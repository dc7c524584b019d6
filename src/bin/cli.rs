//! lvdac CLI Client
//!
//! Command-line interface for the beamline command server.

use clap::{Parser, Subcommand, ValueEnum};
use lvdac::protocol::{Array2, ResponseData};
use lvdac::{Client, CommandName, Config, Param};
use tracing_subscriber::{fmt, EnvFilter};

/// lvdac CLI
#[derive(Parser, Debug)]
#[command(name = "lvdac-cli")]
#[command(about = "CLI for the LabVIEW beamline command server")]
#[command(version)]
struct Args {
    /// Server host
    #[arg(long, default_value = "127.0.0.1")]
    host: String,

    /// Server port
    #[arg(short, long, default_value_t = lvdac::config::DEFAULT_PORT)]
    port: u16,

    /// Refuse commands that move or reconfigure hardware
    #[arg(long)]
    read_only: bool,

    /// Per-read timeout in milliseconds (0 = wait forever)
    #[arg(long, default_value = "30000")]
    read_timeout_ms: u64,

    #[command(subcommand)]
    command: Commands,
}

#[derive(ValueEnum, Clone, Copy, Debug)]
enum DeviceKind {
    Motors,
    Instruments,
    Ais,
    Dios,
}

#[derive(Subcommand, Debug)]
enum Commands {
    /// List devices of one kind
    List {
        #[arg(value_enum)]
        kind: DeviceKind,
    },

    /// List every device
    Inventory,

    /// Read a motor position
    MotorPos {
        /// Motor name
        motor: String,
    },

    /// Move a motor to an absolute position
    MoveMotor {
        /// Motor name
        motor: String,

        /// Target position
        position: f64,
    },

    /// Stop a motor
    StopMotor {
        /// Motor name
        motor: String,
    },

    /// Read a motor's soft limits
    SoftLimits {
        /// Motor name
        motor: String,
    },

    /// Read an analog input
    Freerun {
        /// Analog input name
        input: String,
    },

    /// Fetch the last 2-D acquisition of an instrument
    Acquire {
        /// Instrument name
        instrument: String,
    },

    /// Send any command by name
    Raw {
        /// Command name, e.g. GetMotorPos
        name: String,

        /// Parameters
        params: Vec<String>,
    },
}

fn main() {
    // Initialize tracing/logging
    let filter = EnvFilter::try_from_default_env()
        .unwrap_or_else(|_| EnvFilter::new("info,lvdac=debug"));

    fmt()
        .with_env_filter(filter)
        .with_target(true)
        .with_writer(std::io::stderr)
        .init();

    let args = Args::parse();

    tracing::debug!("lvdac CLI v{}", lvdac::VERSION);

    let config = Config::builder()
        .host(&args.host)
        .port(args.port)
        .read_only(args.read_only)
        .read_timeout_ms(args.read_timeout_ms)
        .build();
    let client = Client::new(config);

    if let Err(e) = run(&client, args.command) {
        tracing::error!("{}", e);
        std::process::exit(1);
    }
}

fn run(client: &Client, command: Commands) -> lvdac::Result<()> {
    match command {
        Commands::List { kind } => {
            let names = match kind {
                DeviceKind::Motors => client.list_motors()?,
                DeviceKind::Instruments => client.list_instruments()?,
                DeviceKind::Ais => client.list_analog_inputs()?,
                DeviceKind::Dios => client.list_digital_io()?,
            };
            names.iter().for_each(|name| println!("{}", name));
        }
        Commands::Inventory => {
            let inventory = client.inventory()?;
            print_group("motors", &inventory.motors);
            print_group("instruments", &inventory.instruments);
            print_group("analog inputs", &inventory.analog_inputs);
            print_group("digital io", &inventory.digital_io);
        }
        Commands::MotorPos { motor } => println!("{}", client.get_motor_pos(&motor)?),
        Commands::MoveMotor { motor, position } => {
            println!("{}", client.move_motor(&motor, position)?)
        }
        Commands::StopMotor { motor } => println!("{}", client.stop_motor(&motor)?),
        Commands::SoftLimits { motor } => {
            let (low, high) = client.get_soft_limits(&motor)?;
            println!("{} {}", low, high);
        }
        Commands::Freerun { input } => println!("{}", client.get_freerun(&input)?),
        Commands::Acquire { instrument } => {
            print_array(&client.get_instrument_acquired_2d(&instrument)?)
        }
        Commands::Raw { name, params } => {
            let name: CommandName = name.parse()?;
            let params = params.iter().map(|p| Param::parse(p)).collect();
            let response = client.send_raw(name, params)?;
            print_data(response.data());
        }
    }
    Ok(())
}

fn print_group(title: &str, names: &[String]) {
    println!("{} ({}):", title, names.len());
    names.iter().for_each(|name| println!("  {}", name));
}

fn print_array(array: &Array2) {
    println!("{} x {}", array.rows(), array.cols());
    for row in array.to_nested() {
        let line: Vec<String> = row.iter().map(|v| v.to_string()).collect();
        println!("{}", line.join("\t"));
    }
}

fn print_data(data: &ResponseData) {
    match data {
        ResponseData::Bool(b) => println!("{}", b),
        ResponseData::Number(n) => println!("{}", n),
        ResponseData::Numbers(values) => {
            let line: Vec<String> = values.iter().map(|v| v.to_string()).collect();
            println!("{}", line.join(" "));
        }
        ResponseData::List(items) => items.iter().for_each(|item| println!("{}", item)),
        ResponseData::Fields { value, rest } => println!("{} {}", value, rest.join(" ")),
        ResponseData::Array(array) => print_array(array),
        ResponseData::Text(s) => println!("{}", s),
        ResponseData::Raw(bytes) => println!("{:?}", bytes),
    }
}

********

When a line in the material above includes the word "Dios", copy that line.

    Dios,
                DeviceKind::Dios => client.list_digital_io()?,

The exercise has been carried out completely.